What is being asked: The required lines are those that contain "position"; pull them out of the data and copy them.

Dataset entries
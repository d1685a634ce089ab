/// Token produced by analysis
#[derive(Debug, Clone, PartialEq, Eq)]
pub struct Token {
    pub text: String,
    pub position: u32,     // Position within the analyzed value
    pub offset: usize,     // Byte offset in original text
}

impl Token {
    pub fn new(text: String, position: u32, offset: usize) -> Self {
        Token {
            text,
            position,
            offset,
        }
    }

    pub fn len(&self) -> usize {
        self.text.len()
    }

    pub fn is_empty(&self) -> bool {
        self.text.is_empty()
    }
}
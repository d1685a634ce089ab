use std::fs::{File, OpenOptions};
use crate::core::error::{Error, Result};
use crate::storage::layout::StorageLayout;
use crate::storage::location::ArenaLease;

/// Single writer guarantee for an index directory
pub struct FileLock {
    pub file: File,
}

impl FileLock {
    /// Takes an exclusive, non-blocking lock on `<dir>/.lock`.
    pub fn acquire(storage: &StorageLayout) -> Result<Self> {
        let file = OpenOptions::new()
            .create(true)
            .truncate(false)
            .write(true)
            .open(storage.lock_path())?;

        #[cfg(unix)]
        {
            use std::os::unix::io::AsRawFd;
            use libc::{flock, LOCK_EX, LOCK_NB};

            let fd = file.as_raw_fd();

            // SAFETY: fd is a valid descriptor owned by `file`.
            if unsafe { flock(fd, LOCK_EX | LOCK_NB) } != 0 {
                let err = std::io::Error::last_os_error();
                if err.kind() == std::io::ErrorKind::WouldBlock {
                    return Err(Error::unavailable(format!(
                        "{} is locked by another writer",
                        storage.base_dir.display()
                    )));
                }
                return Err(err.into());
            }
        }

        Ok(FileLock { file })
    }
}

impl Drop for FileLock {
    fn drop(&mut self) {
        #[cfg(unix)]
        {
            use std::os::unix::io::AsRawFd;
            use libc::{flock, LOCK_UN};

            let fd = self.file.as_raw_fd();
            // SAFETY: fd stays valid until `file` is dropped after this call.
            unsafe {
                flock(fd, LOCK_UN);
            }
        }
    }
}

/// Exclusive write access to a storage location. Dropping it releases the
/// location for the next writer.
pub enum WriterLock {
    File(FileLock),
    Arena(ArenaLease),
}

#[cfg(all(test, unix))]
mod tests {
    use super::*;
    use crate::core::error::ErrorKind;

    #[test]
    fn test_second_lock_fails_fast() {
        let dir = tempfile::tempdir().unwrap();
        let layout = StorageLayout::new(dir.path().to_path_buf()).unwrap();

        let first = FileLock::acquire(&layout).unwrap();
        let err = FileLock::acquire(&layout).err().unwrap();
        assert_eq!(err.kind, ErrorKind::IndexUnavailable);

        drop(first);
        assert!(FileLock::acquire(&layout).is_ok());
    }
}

Completed exercise:
    pub position: u32,     // Position within the analyzed value
    pub fn new(text: String, position: u32, offset: usize) -> Self {
            position,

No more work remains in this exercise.